What to work on
For each line below that contains the string "this", copy that line.

Records provided

......

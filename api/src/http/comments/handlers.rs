use axum::{
    Json,
    extract::{Path, State},
};
use feed_core::domain::{
    comment::{
        entities::{Comment, CommentId, InsertCommentInput, UpdateCommentRequest},
        ports::CommentService,
    },
    post::entities::PostId,
};

use crate::http::server::{ApiError, AppState, Response};

#[utoipa::path(
    post,
    path = "/comments",
    tag = "comments",
    request_body = InsertCommentInput,
    responses(
        (status = 201, description = "Comment created successfully", body = Comment),
        (status = 400, description = "Bad request - Missing parent post ID"),
        (status = 503, description = "Store unavailable")
    )
)]
pub async fn create_comment(
    State(state): State<AppState>,
    Json(input): Json<InsertCommentInput>,
) -> Result<Response<Comment>, ApiError> {
    let comment = state.service.create_comment(input).await?;
    Ok(Response::created(comment))
}

#[utoipa::path(
    get,
    path = "/comments/{id}",
    tag = "comments",
    params(
        ("id" = String, Path, description = "Comment ID")
    ),
    responses(
        (status = 200, description = "Comment retrieved successfully", body = Comment),
        (status = 404, description = "Comment not found"),
        (status = 503, description = "Store unavailable")
    )
)]
pub async fn get_comment(
    Path(id): Path<String>,
    State(state): State<AppState>,
) -> Result<Response<Comment>, ApiError> {
    let comment_id = CommentId::from(id);
    let comment = state
        .service
        .get_comment(&comment_id)
        .await?
        .ok_or_else(|| ApiError::NotFound(format!("Comment with id {comment_id} not found")))?;
    Ok(Response::ok(comment))
}

#[utoipa::path(
    get,
    path = "/posts/{id}/comments",
    tag = "comments",
    params(
        ("id" = String, Path, description = "Parent post ID")
    ),
    responses(
        (status = 200, description = "The post's comments, newest first", body = Vec<Comment>),
        (status = 503, description = "Store unavailable")
    )
)]
pub async fn list_post_comments(
    Path(id): Path<String>,
    State(state): State<AppState>,
) -> Result<Response<Vec<Comment>>, ApiError> {
    let comments = state.service.list_comments(&PostId::from(id)).await?;
    Ok(Response::ok(comments))
}

#[utoipa::path(
    put,
    path = "/comments/{id}",
    tag = "comments",
    params(
        ("id" = String, Path, description = "Comment ID")
    ),
    request_body = UpdateCommentRequest,
    responses(
        (status = 200, description = "Comment updated successfully", body = Comment),
        (status = 404, description = "Comment not found"),
        (status = 503, description = "Store unavailable")
    )
)]
pub async fn update_comment(
    Path(id): Path<String>,
    State(state): State<AppState>,
    Json(request): Json<UpdateCommentRequest>,
) -> Result<Response<Comment>, ApiError> {
    let input = request.into_input(CommentId::from(id));
    let comment = state.service.update_comment(input).await?;
    Ok(Response::ok(comment))
}

#[utoipa::path(
    delete,
    path = "/comments/{id}",
    tag = "comments",
    params(
        ("id" = String, Path, description = "Comment ID")
    ),
    responses(
        (status = 200, description = "Comment deleted successfully"),
        (status = 404, description = "Comment not found"),
        (status = 503, description = "Store unavailable")
    )
)]
pub async fn delete_comment(
    Path(id): Path<String>,
    State(state): State<AppState>,
) -> Result<Response<()>, ApiError> {
    state.service.delete_comment(&CommentId::from(id)).await?;
    Ok(Response::deleted(()))
}
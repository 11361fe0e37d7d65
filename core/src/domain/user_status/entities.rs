use chrono::{DateTime, Utc};
use serde::{Deserialize, Serialize};
use utoipa::ToSchema;

use crate::domain::common::UserId;
use crate::domain::store::{
    DocumentCodec, DocumentId, FieldMap, FieldValue, StoredDocument, timestamp_value,
};

#[derive(Clone, Debug, Default, PartialEq, Eq, Hash, Serialize, Deserialize, ToSchema)]
pub struct UserStatusId(pub String);

impl std::fmt::Display for UserStatusId {
    fn fmt(&self, f: &mut std::fmt::Formatter<'_>) -> std::fmt::Result {
        write!(f, "{}", self.0)
    }
}

impl From<String> for UserStatusId {
    fn from(id: String) -> Self {
        UserStatusId(id)
    }
}

impl From<DocumentId> for UserStatusId {
    fn from(id: DocumentId) -> Self {
        UserStatusId(id.0)
    }
}

impl From<&UserStatusId> for DocumentId {
    fn from(id: &UserStatusId) -> Self {
        DocumentId(id.0.clone())
    }
}

#[derive(Debug, Serialize, Deserialize, Clone, PartialEq, ToSchema)]
pub struct UserStatus {
    pub id: UserStatusId,
    pub user_id: UserId,
    pub username: String,
    pub description: String,
    pub image_url: Option<String>,
    pub created_at: DateTime<Utc>,
}

#[derive(Debug, Serialize, Deserialize, Clone, ToSchema)]
pub struct InsertUserStatusInput {
    pub user_id: UserId,
    pub username: String,
    pub description: String,
    pub image_url: Option<String>,
    pub created_at: Option<DateTime<Utc>>,
}

#[derive(Debug, Serialize, Deserialize, Clone, ToSchema)]
pub struct UpdateUserStatusInput {
    pub id: UserStatusId,
    pub username: Option<String>,
    pub description: Option<String>,
    pub image_url: Option<String>,
}

#[derive(Debug, Serialize, Deserialize, Clone, ToSchema)]
pub struct UpdateUserStatusRequest {
    pub username: Option<String>,
    pub description: Option<String>,
    pub image_url: Option<String>,
}

impl UpdateUserStatusRequest {
    pub fn into_input(self, id: UserStatusId) -> UpdateUserStatusInput {
        UpdateUserStatusInput {
            id,
            username: self.username,
            description: self.description,
            image_url: self.image_url,
        }
    }
}

impl DocumentCodec for UserStatus {
    fn encode(&self) -> FieldMap {
        let mut fields = FieldMap::new();
        fields.insert("userId".into(), FieldValue::Str(self.user_id.0.clone()));
        fields.insert("username".into(), FieldValue::Str(self.username.clone()));
        fields.insert(
            "description".into(),
            FieldValue::Str(self.description.clone()),
        );
        fields.insert(
            "imageUrl".into(),
            FieldValue::Str(self.image_url.clone().unwrap_or_default()),
        );
        fields.insert("createdAt".into(), timestamp_value(self.created_at));
        fields
    }

    fn decode(doc: &StoredDocument) -> Self {
        UserStatus {
            id: UserStatusId(doc.id.0.clone()),
            user_id: UserId(doc.str_field("userId")),
            username: doc.str_field("username"),
            description: doc.str_field("description"),
            image_url: doc.opt_str_field("imageUrl"),
            created_at: doc.timestamp_field("createdAt"),
        }
    }
}
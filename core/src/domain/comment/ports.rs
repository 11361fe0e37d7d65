use crate::domain::comment::entities::{Comment, CommentId, InsertCommentInput, UpdateCommentInput};
use crate::domain::common::CoreError;
use crate::domain::post::entities::PostId;

/// Business operations on comments. Same read-modify-write caveats as
/// [`crate::domain::post::ports::PostService`]: no version token, no
/// transaction, concurrent updates to one comment can lose writes.
pub trait CommentService: Send + Sync {
    /// Creates a comment. The parent `post_id` must be present but is not
    /// validated against the posts collection.
    fn create_comment(
        &self,
        input: InsertCommentInput,
    ) -> impl Future<Output = Result<Comment, CoreError>> + Send;

    /// Absence is `Ok(None)`, not an error.
    fn get_comment(
        &self,
        id: &CommentId,
    ) -> impl Future<Output = Result<Option<Comment>, CoreError>> + Send;

    /// Lists the comments under one post, newest-first.
    fn list_comments(
        &self,
        post_id: &PostId,
    ) -> impl Future<Output = Result<Vec<Comment>, CoreError>> + Send;

    /// Overwrites the comment text only; id, parent, author and creation
    /// timestamp are never changed.
    fn update_comment(
        &self,
        input: UpdateCommentInput,
    ) -> impl Future<Output = Result<Comment, CoreError>> + Send;

    fn delete_comment(
        &self,
        id: &CommentId,
    ) -> impl Future<Output = Result<(), CoreError>> + Send;
}
use axum::Json;
use axum::http::StatusCode;
use axum::response::IntoResponse;
use serde::Serialize;

/// Success envelope: a status code plus a JSON body.
pub struct Response<T> {
    status: StatusCode,
    body: T,
}

impl<T> Response<T> {
    pub fn ok(body: T) -> Self {
        Self {
            status: StatusCode::OK,
            body,
        }
    }

    pub fn created(body: T) -> Self {
        Self {
            status: StatusCode::CREATED,
            body,
        }
    }

    pub fn deleted(body: T) -> Self {
        Self {
            status: StatusCode::OK,
            body,
        }
    }
}

impl<T: Serialize> IntoResponse for Response<T> {
    fn into_response(self) -> axum::response::Response {
        (self.status, Json(self.body)).into_response()
    }
}
use chrono::{TimeZone, Utc};

use crate::{
    MemoryDocumentStore, Service,
    domain::{
        common::UserId,
        user_status::{
            entities::{InsertUserStatusInput, UpdateUserStatusInput, UserStatusId},
            ports::UserStatusService,
        },
    },
};

fn service() -> Service<MemoryDocumentStore> {
    Service::new(MemoryDocumentStore::new())
}

fn status_input(user: &str) -> InsertUserStatusInput {
    InsertUserStatusInput {
        user_id: UserId::from(user),
        username: "Alex".to_string(),
        description: "Out hiking this week".to_string(),
        image_url: None,
        created_at: None,
    }
}

#[tokio::test]
async fn test_create_user_status_success() -> Result<(), Box<dyn std::error::Error>> {
    let service = service();

    let status = service
        .create_user_status(status_input("user-1"))
        .await
        .expect("create_user_status returned an error");

    assert!(!status.id.0.is_empty(), "Expected a store-assigned id");
    assert!(status.image_url.is_none(), "Expected no image");

    let fetched = service
        .get_user_status(&status.id)
        .await?
        .expect("created status should be readable");
    assert_eq!(fetched, status, "Expected get_user_status to round-trip");

    Ok(())
}

#[tokio::test]
async fn test_list_user_statuses_by_owner() -> Result<(), Box<dyn std::error::Error>> {
    let service = service();

    let t1 = Utc.with_ymd_and_hms(2024, 6, 1, 0, 0, 0).unwrap();
    let t2 = Utc.with_ymd_and_hms(2024, 6, 2, 0, 0, 0).unwrap();

    let mut input = status_input("user-a");
    input.created_at = Some(t1);
    service.create_user_status(input).await?;

    let mut input = status_input("user-a");
    input.created_at = Some(t2);
    service.create_user_status(input).await?;

    service.create_user_status(status_input("user-b")).await?;

    let owner = UserId::from("user-a");
    let statuses = service.list_user_statuses(Some(&owner)).await?;

    assert_eq!(statuses.len(), 2, "Expected only user-a's statuses");
    assert_eq!(statuses[0].created_at, t2, "Expected newest-first ordering");

    Ok(())
}

#[tokio::test]
async fn test_update_user_status_merges_fields() -> Result<(), Box<dyn std::error::Error>> {
    let service = service();

    let created = service.create_user_status(status_input("user-1")).await?;

    let updated = service
        .update_user_status(UpdateUserStatusInput {
            id: created.id.clone(),
            username: None,
            description: Some("Back from the trail".to_string()),
            image_url: Some("https://example.com/summit.png".to_string()),
        })
        .await
        .expect("update_user_status returned an error");

    assert_eq!(updated.username, created.username, "Expected unchanged name");
    assert_eq!(updated.description, "Back from the trail");
    assert_eq!(
        updated.image_url.as_deref(),
        Some("https://example.com/summit.png")
    );
    assert_eq!(updated.id, created.id, "Expected unchanged id");
    assert_eq!(
        updated.created_at, created.created_at,
        "Expected unchanged creation timestamp"
    );

    Ok(())
}

#[tokio::test]
async fn test_user_status_not_found_paths() -> Result<(), Box<dyn std::error::Error>> {
    let service = service();

    let missing = UserStatusId::from("nonexistent".to_string());

    assert!(
        service.get_user_status(&missing).await?.is_none(),
        "Expected absence to read as None"
    );

    let error = service
        .update_user_status(UpdateUserStatusInput {
            id: missing.clone(),
            username: None,
            description: None,
            image_url: None,
        })
        .await
        .expect_err("update_user_status should have returned an error");
    assert!(error.to_string().contains("not found"));

    let error = service
        .delete_user_status(&missing)
        .await
        .expect_err("delete_user_status should have returned an error");
    assert!(error.to_string().contains("not found"));

    Ok(())
}
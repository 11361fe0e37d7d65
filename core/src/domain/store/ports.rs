use crate::domain::common::CoreError;
use crate::domain::store::{DocumentId, FieldMap, FieldValue, StoredDocument};

/// Sort direction for [`DocumentStore::query`].
#[derive(Clone, Copy, Debug, PartialEq, Eq)]
pub enum OrderDirection {
    Ascending,
    Descending,
}

/// The one capability the entity services hold on the backing store.
///
/// Documents are addressed by (collection, id) and carry no schema beyond
/// their field map; one implementation exists per backend. Every call is
/// single-shot: an I/O failure surfaces as
/// [`CoreError::StoreUnavailable`] and is never retried at this layer.
///
/// The trait requires `Send + Sync` to support concurrent access from
/// request handlers.
pub trait DocumentStore: Send + Sync {
    /// Fetch one document. Absence is `Ok(None)`, not an error; callers
    /// decide whether a missing document is a failure.
    fn get(
        &self,
        collection: &str,
        id: &DocumentId,
    ) -> impl Future<Output = Result<Option<StoredDocument>, CoreError>> + Send;

    /// Insert a new document; the store assigns and returns its id.
    fn insert(
        &self,
        collection: &str,
        fields: FieldMap,
    ) -> impl Future<Output = Result<DocumentId, CoreError>> + Send;

    /// Overwrite the whole document at `id`. Returns `false` when no
    /// document with that id exists.
    fn replace(
        &self,
        collection: &str,
        id: &DocumentId,
        fields: FieldMap,
    ) -> impl Future<Output = Result<bool, CoreError>> + Send;

    /// Hard delete. Returns `false` when no document with that id exists.
    fn delete(
        &self,
        collection: &str,
        id: &DocumentId,
    ) -> impl Future<Output = Result<bool, CoreError>> + Send;

    /// Equality-filtered, ordered scan. A `None` filter returns the whole
    /// collection, still ordered by `order_by`.
    fn query(
        &self,
        collection: &str,
        filter: Option<(&str, FieldValue)>,
        order_by: &str,
        direction: OrderDirection,
    ) -> impl Future<Output = Result<Vec<StoredDocument>, CoreError>> + Send;
}
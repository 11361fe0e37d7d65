use chrono::{TimeZone, Utc};

use crate::{
    MemoryDocumentStore, Service,
    domain::{
        common::UserId,
        topic::{
            entities::{InsertTopicInput, SLOT_COUNT, TopicId, TopicSlot, UpdateTopicInput},
            ports::TopicService,
        },
    },
};

fn service() -> Service<MemoryDocumentStore> {
    Service::new(MemoryDocumentStore::new())
}

fn slot(name: &str) -> TopicSlot {
    TopicSlot {
        name: name.to_string(),
        description: format!("about {name}"),
    }
}

#[tokio::test]
async fn test_create_topic_pads_slots_and_defaults_progress()
-> Result<(), Box<dyn std::error::Error>> {
    let service = service();

    let topic = service
        .create_topic(InsertTopicInput {
            user_id: UserId::from("user-1"),
            progress: None,
            slots: vec![slot("ownership"), slot("borrowing")],
            created_at: None,
        })
        .await
        .expect("create_topic returned an error");

    assert!(!topic.id.0.is_empty(), "Expected a store-assigned id");
    assert_eq!(topic.progress, 0, "Expected progress to default to 0");
    assert_eq!(topic.slots.len(), SLOT_COUNT, "Expected exactly five slots");
    assert_eq!(topic.slots[0].name, "ownership");
    assert_eq!(topic.slots[2], TopicSlot::default(), "Expected empty padding");

    let fetched = service
        .get_topic(&topic.id)
        .await?
        .expect("created topic should be readable");
    assert_eq!(fetched, topic, "Expected get_topic to round-trip");

    Ok(())
}

#[tokio::test]
async fn test_create_topic_keeps_out_of_range_progress()
-> Result<(), Box<dyn std::error::Error>> {
    let service = service();

    let topic = service
        .create_topic(InsertTopicInput {
            user_id: UserId::from("user-1"),
            progress: Some(250),
            slots: Vec::new(),
            created_at: None,
        })
        .await?;

    // progress is stored as supplied, never clamped
    assert_eq!(topic.progress, 250);
    let fetched = service.get_topic(&topic.id).await?.expect("topic should exist");
    assert_eq!(fetched.progress, 250);

    Ok(())
}

#[tokio::test]
async fn test_list_topics_by_owner_newest_first() -> Result<(), Box<dyn std::error::Error>> {
    let service = service();

    let t1 = Utc.with_ymd_and_hms(2024, 4, 1, 0, 0, 0).unwrap();
    let t2 = Utc.with_ymd_and_hms(2024, 4, 2, 0, 0, 0).unwrap();

    service
        .create_topic(InsertTopicInput {
            user_id: UserId::from("user-a"),
            progress: Some(10),
            slots: Vec::new(),
            created_at: Some(t1),
        })
        .await?;
    service
        .create_topic(InsertTopicInput {
            user_id: UserId::from("user-a"),
            progress: Some(20),
            slots: Vec::new(),
            created_at: Some(t2),
        })
        .await?;
    service
        .create_topic(InsertTopicInput {
            user_id: UserId::from("user-b"),
            progress: Some(30),
            slots: Vec::new(),
            created_at: Some(t2),
        })
        .await?;

    let owner = UserId::from("user-a");
    let topics = service.list_topics(Some(&owner)).await?;

    assert_eq!(topics.len(), 2, "Expected only user-a's topics");
    assert_eq!(topics[0].progress, 20, "Expected newest-first ordering");
    assert_eq!(topics[1].progress, 10, "Expected newest-first ordering");

    Ok(())
}

#[tokio::test]
async fn test_update_topic_replaces_slots_and_progress()
-> Result<(), Box<dyn std::error::Error>> {
    let service = service();

    let created = service
        .create_topic(InsertTopicInput {
            user_id: UserId::from("user-1"),
            progress: Some(10),
            slots: vec![slot("ownership")],
            created_at: None,
        })
        .await?;

    let updated = service
        .update_topic(UpdateTopicInput {
            id: created.id.clone(),
            progress: Some(60),
            slots: Some(vec![slot("lifetimes"), slot("traits")]),
        })
        .await
        .expect("update_topic returned an error");

    assert_eq!(updated.progress, 60, "Expected updated progress");
    assert_eq!(updated.slots.len(), SLOT_COUNT, "Expected five slots");
    assert_eq!(updated.slots[0].name, "lifetimes");
    assert_eq!(updated.id, created.id, "Expected unchanged id");
    assert_eq!(updated.user_id, created.user_id, "Expected unchanged owner");
    assert_eq!(
        updated.created_at, created.created_at,
        "Expected unchanged creation timestamp"
    );

    Ok(())
}

#[tokio::test]
async fn test_update_and_delete_topic_not_found() -> Result<(), Box<dyn std::error::Error>> {
    let service = service();

    let missing = TopicId::from("nonexistent".to_string());

    let error = service
        .update_topic(UpdateTopicInput {
            id: missing.clone(),
            progress: Some(1),
            slots: None,
        })
        .await
        .expect_err("update_topic should have returned an error");
    assert!(error.to_string().contains("not found"));

    let error = service
        .delete_topic(&missing)
        .await
        .expect_err("delete_topic should have returned an error");
    assert!(error.to_string().contains("not found"));

    Ok(())
}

......

Finished task
        description: "Out hiking this week".to_string(),
/// [`CoreError::StoreUnavailable`] and is never retried at this layer.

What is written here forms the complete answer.